Since oxidative stress can have such an effect on mitochondrial function, measuring markers of oxidative stress can be useful additional information. Although there are many research markers of oxidative stress, available markers that can be helpful are F2-isoprostanes, markers of lipid peroxidation, and 8-hydroxy-2-deoxyguanosine (8-OHdG), a marker of mitochondrial DNA damage.

How can you support healthy mitochondria function?

Supporting healthy mitochondrial function involves supporting multiple different factors.

The mitochondrial membrane is made from phospholipids, including phosphatidylcholine (PC), phosphatidylethanolamine (PE), phosphatidylinositol (PI), phosphatidylserine (PS), and phosphatidic acid (PA), as well as phosphatidylglycerol (PG) and cardiolipin (CL).6 Both phosphatidylglycerol and cardiolipin are unique to mitochondrial membranes.Supplementing phospholipids may help support a healthy mitochondrial membrane and is an important component of supporting healthy mitochondrial function.*

The production of energy by the mitochondria is a multi-step process involving cofactors, including many vitamins and minerals. These nutrients, including NADH, CoQ10, and carnitine, can be low from poor dietary intake amd aging.  Pyrroloquinoline quinone (PQQ) has been found to be important in energy production by the mitochondria and acts through cell signaling pathways.8 PQQ supplementation has been shown to support mitochondrial health.8 NAD/NADH and many of the B vitamins are also important cofactors in mitochondrial energy production.9 Supplementing with a combination of B vitamins, NAD/NADH, CoQ10, PQQ, and carnitine along with the phospholipids is a good foundation for supporting mitochondrial health.*

Finally, we know that antioxidants neutralize free radicals.  Vitamin C, vitamin E, and alpha-lipoic acid may provide antioxidant support and promote mitochondrial health.10

When used together, alpha-lipoic acid (ALA) and vitamin E in animal studies showed support of the mitochondrial electron transport chain.11 Adding antioxidants may help support mitochondrial function when combined with targeted mitochondrial nutrients and phospholipids.

Summary

Mitochondrial health is important in cellular energy production as well as many other functions.
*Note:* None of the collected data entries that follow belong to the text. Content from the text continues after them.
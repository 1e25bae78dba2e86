//! Read-only gameplay collaborators: the progress oracle and the per-call
//! session/input context.
//!
//! The host game owns the live save state; this crate never reaches into it
//! ambiently. Everything the resolvers need is either behind the
//! [`ProgressOracle`] trait or passed by value in a [`PollContext`] each
//! frame.

use crate::protocol::BingoColor;
use crate::variants::VariantRule;

/// Play mode of the current area (the host game's A/B/C sides).
#[derive(Debug, Clone, Copy, PartialEq, Eq, Hash)]
pub enum AreaMode {
    ASide,
    BSide,
    CSide,
}

/// Where the player currently is, present only while a save is active.
///
/// Absence of a `SessionContext` is the "no save loaded" state the status
/// resolver treats as terminal.
#[derive(Debug, Clone, Copy, PartialEq, Eq)]
pub struct SessionContext {
    pub area_id: i32,
    pub mode: AreaMode,
}

/// Read-only source of real-time objective progress, keyed by objective text.
///
/// Implemented by the host game integration. All methods must be cheap; they
/// are called once per cell per frame poll.
pub trait ProgressOracle: Send + Sync {
    /// Whether the oracle tracks an objective with this text at all.
    /// A miss here resolves to `Unknown`, which is expected, not an error.
    fn has_objective(&self, name: &str) -> bool;

    /// Progress toward the named objective in `[0.0, 1.0]`.
    fn progress(&self, name: &str) -> f32;

    /// The checkpoint the player is currently at, if any.
    fn at_checkpoint(&self) -> Option<i32>;

    /// Variant rules registered for the named objective, if any.
    fn variant_rules(&self, name: &str) -> Option<&[VariantRule]>;
}

/// Everything a frame poll supplies to the query operations.
#[derive(Clone, Copy)]
pub struct PollContext<'a> {
    /// The host game's progress oracle.
    pub oracle: &'a dyn ProgressOracle,
    /// Current session, or `None` when no save is active.
    pub session: Option<SessionContext>,
    /// `false` while the host is on a non-gameplay screen (menus, overworld).
    pub in_gameplay: bool,
    /// Whether the claim-trigger input was pressed this frame.
    pub claim_pressed: bool,
}

impl<'a> PollContext<'a> {
    /// A context with no active session and no input, for menu-time polls.
    pub fn idle(oracle: &'a dyn ProgressOracle) -> Self {
        Self {
            oracle,
            session: None,
            in_gameplay: false,
            claim_pressed: false,
        }
    }
}

impl std::fmt::Debug for PollContext<'_> {
    fn fmt(&self, f: &mut std::fmt::Formatter<'_>) -> std::fmt::Result {
        f.debug_struct("PollContext")
            .field("session", &self.session)
            .field("in_gameplay", &self.in_gameplay)
            .field("claim_pressed", &self.claim_pressed)
            .finish_non_exhaustive()
    }
}

/// Static per-player configuration supplied when the client is created.
#[derive(Debug, Clone, Copy)]
pub struct BingoConfig {
    /// The local player's claim color.
    pub player_color: BingoColor,
    /// When set, pressing the claim input during a frame poll submits a
    /// claim for every locally completed, unclaimed cell.
    pub claim_assist: bool,
}

impl BingoConfig {
    /// Configuration with claim assist disabled.
    pub fn new(player_color: BingoColor) -> Self {
        Self {
            player_color,
            claim_assist: false,
        }
    }

    /// Enable or disable claim assist.
    #[must_use]
    pub fn with_claim_assist(mut self, claim_assist: bool) -> Self {
        self.claim_assist = claim_assist;
        self
    }
}
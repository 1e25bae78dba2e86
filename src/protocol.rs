//! Wire types for the coordinating bingo service.
//!
//! Every type in this module deserializes the JSON the service pushes over
//! its socket. The schema is deliberately loose on the service side, so the
//! decoders here are lenient where the data is lenient:
//!
//! - color lists are whitespace-separated tokens; unknown tokens are dropped
//! - `type` is an open-ended string; unknown kinds are kept as raw tags
//! - optional fields (`square`, `player`, `text`) default to `None`

use std::collections::BTreeSet;
use std::fmt;

use serde::{Deserialize, Serialize};

use crate::error::{BingoError, Result};

/// Number of cells on a bingo board.
pub const BOARD_CELLS: usize = 25;

/// Fixed prefix of every slot identifier (`"slot1"` .. `"slot25"`).
const SLOT_PREFIX: &str = "slot";

// ── Colors ──────────────────────────────────────────────────────────

/// A claim color recognized by the service.
///
/// The derived `Ord` follows declaration order and is the total order used
/// for deterministic score and color-set iteration.
#[derive(Debug, Clone, Copy, Serialize, Deserialize, PartialEq, Eq, PartialOrd, Ord, Hash)]
#[serde(rename_all = "lowercase")]
pub enum BingoColor {
    Blue,
    Brown,
    Green,
    Navy,
    Orange,
    Pink,
    Purple,
    Red,
    Teal,
    Yellow,
}

impl BingoColor {
    /// Parse a single lowercase color token. Returns `None` for anything
    /// unrecognized, including the service's `"blank"` placeholder.
    pub fn from_token(token: &str) -> Option<Self> {
        match token {
            "blue" => Some(Self::Blue),
            "brown" => Some(Self::Brown),
            "green" => Some(Self::Green),
            "navy" => Some(Self::Navy),
            "orange" => Some(Self::Orange),
            "pink" => Some(Self::Pink),
            "purple" => Some(Self::Purple),
            "red" => Some(Self::Red),
            "teal" => Some(Self::Teal),
            "yellow" => Some(Self::Yellow),
            _ => None,
        }
    }

    /// The lowercase wire name of this color.
    pub fn as_str(&self) -> &'static str {
        match self {
            Self::Blue => "blue",
            Self::Brown => "brown",
            Self::Green => "green",
            Self::Navy => "navy",
            Self::Orange => "orange",
            Self::Pink => "pink",
            Self::Purple => "purple",
            Self::Red => "red",
            Self::Teal => "teal",
            Self::Yellow => "yellow",
        }
    }
}

impl fmt::Display for BingoColor {
    fn fmt(&self, f: &mut fmt::Formatter<'_>) -> fmt::Result {
        f.write_str(self.as_str())
    }
}

/// An ordered set of claim colors.
///
/// Backed by a `BTreeSet` so iteration always follows the [`BingoColor`]
/// total order. An empty set means the cell is unclaimed.
#[derive(Debug, Clone, Default, PartialEq, Eq)]
pub struct ColorSet(BTreeSet<BingoColor>);

impl ColorSet {
    /// Create an empty color set.
    pub fn new() -> Self {
        Self::default()
    }

    /// Decode a whitespace-separated color token list.
    ///
    /// Unrecognized tokens (including `"blank"`, which the service emits for
    /// unclaimed squares) are dropped. One bad token never fails the rest of
    /// the list.
    pub fn parse(tokens: &str) -> Self {
        Self(
            tokens
                .split_whitespace()
                .filter_map(BingoColor::from_token)
                .collect(),
        )
    }

    /// Returns `true` if the set contains `color`.
    pub fn contains(&self, color: BingoColor) -> bool {
        self.0.contains(&color)
    }

    /// Returns `true` if no colors are present (unclaimed cell).
    pub fn is_empty(&self) -> bool {
        self.0.is_empty()
    }

    /// Number of distinct colors in the set.
    pub fn len(&self) -> usize {
        self.0.len()
    }

    /// Insert a color, returning `true` if it was not already present.
    pub fn insert(&mut self, color: BingoColor) -> bool {
        self.0.insert(color)
    }

    /// Iterate colors in ascending color order.
    pub fn iter(&self) -> impl Iterator<Item = BingoColor> + '_ {
        self.0.iter().copied()
    }
}

impl FromIterator<BingoColor> for ColorSet {
    fn from_iter<I: IntoIterator<Item = BingoColor>>(iter: I) -> Self {
        Self(iter.into_iter().collect())
    }
}

// ── Slot identifiers ────────────────────────────────────────────────

/// Resolve a textual slot identifier (`"slotNN"`, NN 1-based) to a board
/// index in `0..25`.
///
/// # Errors
///
/// Returns [`BingoError::MalformedSlot`] if the prefix is missing, the
/// remainder is not an integer, or the ordinal falls outside `1..=25`.
pub fn slot_index(slot: &str) -> Result<usize> {
    let ordinal = slot
        .strip_prefix(SLOT_PREFIX)
        .and_then(|rest| rest.parse::<usize>().ok())
        .ok_or_else(|| BingoError::MalformedSlot(slot.to_string()))?;
    if !(1..=BOARD_CELLS).contains(&ordinal) {
        return Err(BingoError::MalformedSlot(slot.to_string()));
    }
    Ok(ordinal - 1)
}

// ── Message payloads ────────────────────────────────────────────────

/// One square descriptor as carried by snapshots and `goal` events.
#[derive(Debug, Clone, Serialize, Deserialize)]
pub struct SquarePayload {
    /// Slot identifier of the form `"slotNN"`, NN 1-based.
    pub slot: String,
    /// Objective text; the join key into progress oracles and rule tables.
    #[serde(default)]
    pub name: String,
    /// Whitespace-separated color token list (`"blank"` when unclaimed).
    #[serde(default)]
    pub colors: String,
}

/// The player a message is attributed to.
#[derive(Debug, Clone, Serialize, Deserialize)]
pub struct PlayerPayload {
    pub name: String,
    #[serde(default)]
    pub color: Option<BingoColor>,
}

/// An inbound event from the coordinating service.
///
/// `kind` is open-ended on purpose: the service may emit message types this
/// client does not know, and those must surface in diagnostics with their
/// raw tag rather than fail deserialization.
#[derive(Debug, Clone, Serialize, Deserialize)]
pub struct StatusMessage {
    /// Message type tag (`"connection"`, `"goal"`, `"new-card"`, ...).
    #[serde(rename = "type")]
    pub kind: String,
    /// Sub-type for `connection` messages (`"connected"` / `"disconnected"`).
    #[serde(default, skip_serializing_if = "Option::is_none")]
    pub event_type: Option<String>,
    /// Square descriptor for `goal` messages.
    #[serde(default, skip_serializing_if = "Option::is_none")]
    pub square: Option<SquarePayload>,
    /// Attributed player, when the event originates from one.
    #[serde(default, skip_serializing_if = "Option::is_none")]
    pub player: Option<PlayerPayload>,
    /// Free text for `chat` messages.
    #[serde(default, skip_serializing_if = "Option::is_none")]
    pub text: Option<String>,
    /// Set on `goal` messages that clear a claim instead of adding one.
    #[serde(default)]
    pub remove: bool,
}

impl StatusMessage {
    /// Render the user-visible chat line for this message, if it has one.
    ///
    /// Returns `None` for message kinds with no renderable form or when the
    /// fields needed to render are absent.
    pub fn render(&self) -> Option<String> {
        match self.kind.as_str() {
            "chat" => {
                let player = self.player.as_ref()?;
                let text = self.text.as_deref()?;
                Some(format!("{}: {}", player.name, text))
            }
            "goal" => {
                let player = self.player.as_ref()?;
                let square = self.square.as_ref()?;
                let verb = if self.remove { "cleared" } else { "marked" };
                Some(format!("{} {} {}", player.name, verb, square.name))
            }
            "connection" => {
                let player = self.player.as_ref()?;
                let event = self.event_type.as_deref()?;
                Some(format!("{} {}", player.name, event))
            }
            "color" => {
                let player = self.player.as_ref()?;
                let color = player.color?;
                Some(format!("{} changed color to {}", player.name, color))
            }
            "revealed" => Some("The card has been revealed".to_string()),
            _ => None,
        }
    }
}
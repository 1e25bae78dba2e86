//! # Bingo Client
//!
//! Client-side state-reconciliation engine for a cooperative bingo board
//! shared among multiple players via a coordinating service.
//!
//! The service pushes a stream of [`StatusMessage`]s describing board
//! contents, claims, and connection status; this crate maintains a
//! consistent local view of the 25-cell board, tracks per-cell objective
//! completion observed from local game progress, resolves a
//! priority-ordered [`ObjectiveStatus`] for each cell, and computes
//! per-color scores and rule-based [`Variant`] annotations.
//!
//! ## Features
//!
//! - **Service-agnostic** — implement [`BingoService`] for your transport
//!   and UI; the engine only invokes it
//! - **Two-source consistency** — remote claims and locally observed
//!   progress reconciled under strict precedence rules
//! - **Thread-safe** — event ingestion and per-frame polling may run on
//!   different threads; shared state sits behind one short-lived lock
//!
//! ## Quick Start
//!
//! ```rust,ignore
//! let client = BingoClient::new(service, BingoConfig::new(BingoColor::Red));
//!
//! // Transport task: feed events in arrival order.
//! while let Some(msg) = inbound.recv().await {
//!     client.handle_event(msg).await;
//! }
//! ```

pub mod board;
pub mod client;
pub mod error;
pub mod oracle;
pub mod protocol;
pub mod service;
pub mod status;
pub mod variants;

// Re-export primary types for ergonomic imports.
pub use board::{Board, Cell, ProgressCache, ScoreEntry};
pub use client::BingoClient;
pub use error::BingoError;
pub use oracle::{AreaMode, BingoConfig, PollContext, ProgressOracle, SessionContext};
pub use protocol::{BingoColor, ColorSet, SquarePayload, StatusMessage};
pub use service::{BingoService, BoardSettings};
pub use status::ObjectiveStatus;
pub use variants::{Variant, VariantRule, VariantRuleTable};
#![no_main]

use libfuzzer_sys::fuzz_target;

fuzz_target!(|data: &[u8]| {
    // Exercise the raw-byte deserialization path (includes serde_json's
    // own UTF-8 validation and error handling for invalid sequences).
    let _ = serde_json::from_slice::<bingo_client::protocol::StatusMessage>(data);

    // The lenient decoders must never panic on arbitrary text.
    if let Ok(s) = std::str::from_utf8(data) {
        let msg = serde_json::from_str::<bingo_client::protocol::StatusMessage>(s);
        if let Ok(msg) = msg {
            let _ = msg.render();
        }
        let _ = bingo_client::protocol::ColorSet::parse(s);
        let _ = bingo_client::protocol::slot_index(s);
    }
});
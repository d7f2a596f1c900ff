use plk_common::keycodes::{kc, lctl};
use plk_firmware::keymaps::{custom, OTOWNEND, OWETOW};

use super::*;

#[test]
fn labels() {
    assert_eq!(label(&OWETOW, kc::NO), "/////");
    assert_eq!(label(&OWETOW, kc::TRNS), "");
    assert_eq!(label(&OWETOW, custom::SYMB), "SYMB");
    assert_eq!(label(&OWETOW, kc::EXLM), "!");
    assert_eq!(label(&OWETOW, kc::BSLS), "\\");
    assert_eq!(label(&OWETOW, kc::A), "A");
    assert_eq!(label(&OWETOW, kc::N1), "1");
    assert_eq!(label(&OWETOW, lctl(kc::UP)), "C(UP)");
}

#[test]
fn qwerty_diagram() {
    let text = render_layer(&OWETOW, 0).unwrap();
    let lines: Vec<&str> = text.lines().collect();
    assert_eq!(lines.len(), 9);
    assert_eq!(lines[0], format!(",{}.", "-".repeat(71)));
    assert_eq!(
        lines[1],
        "|TAB  |  Q  |  W  |  E  |  R  |  T  |  Y  |  U  |  I  |  O  |  P  |  -  |"
    );
    assert_eq!(
        lines[2],
        "|-----+-----+-----+-----+-----+-----+-----+-----+-----+-----+-----+-----|"
    );
    assert_eq!(
        lines[7],
        "|LCTL |LGUI |LALT |FUNC |SYMB |ENT  |SPC  |MOVE |RALT |RGUI |FUNC |RCTL |"
    );
    assert_eq!(lines[8], format!("`{}'", "-".repeat(71)));
}

#[test]
fn transparent_and_no() {
    let text = render_layer(&OWETOW, 2).unwrap();
    let row = text.lines().nth(3).unwrap();
    assert_eq!(
        row,
        "|     |     |     |     |     |     |C(LEF|LEFT |DOWN |RGHT |C(RGH|/////|"
    );
}

#[test]
fn whole_keymap() {
    let text = render_keymap(&OTOWNEND);
    assert!(text.starts_with("QWERTY\n,"));
    assert!(text.contains("\nMOUSE\n"));
    assert!(text.contains("|TD(0)|"));
    assert_eq!(text.lines().count(), 5 * 10 + 4);
    assert!(render_layer(&OTOWNEND, 5).is_none());
}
Testing options exist for assessing mitochondrial health and function, and mitochondrial health may be supported through a multi-faceted approach involving a range of nutrients to support the phospholipid membrane, supply targeted cofactors, and provide antioxidants to reduce free radicals.

References

  1. Wright J, O’Connor KM. Fatigue. Med Clin North Am. 2014 May;98(3):597-608..
  2. Filler K. Et al. Association of mitochondrial dysfunction and fatigue: a review of the literature. BBA Clin. 2014;1:12–23.
  3. Wood E, Hall KH, Tate W. Role of mitochondria, oxidative stress and the response to antioxidants in myalgic encephalomyelitis/chronic fatigue syndrome: A possible approach to SARS-CoV-2 ‘long-haulers’?. Chronic Dis Transl Med. 2021;7(1):14-26.
  4. Morris G., Maes M. Mitochondrial dysfunctions in myalgic encephalomyelitis/chronic fatigue syndrome explained by activated immuno-inflammatory, oxidative and nitrosative stress pathways. Metab Brain Dis. 2014;29:19–36.
  5. Starkov A.A. The role of mitochondria in reactive oxygen species metabolism and signaling. Ann NY Acad Sci. 2008;1147:37–52.
  6. Zinser E. et al. Phospholipid synthesis and lipid composition of subcellular membranes in the unicellular eukaryote Saccharomyces cerevisiae .J. Bacteriol. 1991. 173:2026–2034.
  7. Ma ZA. The role of peroxidation of mitochondrial membrane phospholipids in pancreatic β -cell failure. Curr Diabetes Rev. 2012;8(1):69-75.
  8. Harris CB. Et al. Dietary pyrroloquinoline quinone (PQQ) alters indicators of inflammation and mitochondrial-related metabolism in human subjects. J Nutr Biochem. 2013 Dec;24(12):2076-84.
  9. Ying W. NAD+/NADH and NADP+/NADPH in cellular functions and cell death: regulation and biological consequences. Antioxid Redox Signal. 2008 Feb;10(2):179-206.
  10. Sagan KC , Cárcamo JM, Golde DW. Vitamin C enters mitochondria via facilitative glucose transporter 1 (Glut1) and confers mitochondrial protection against oxidative injury. FASEB J. 2005 Oct;19(12):1657-67.
  11. Eser Faki H, Tras B, Uney K. Alpha lipoic acid and vitamin E improve atorvastatin-induced mitochondrial dysfunctions in rats. Mitochondrion. 2020 May;52:83-88.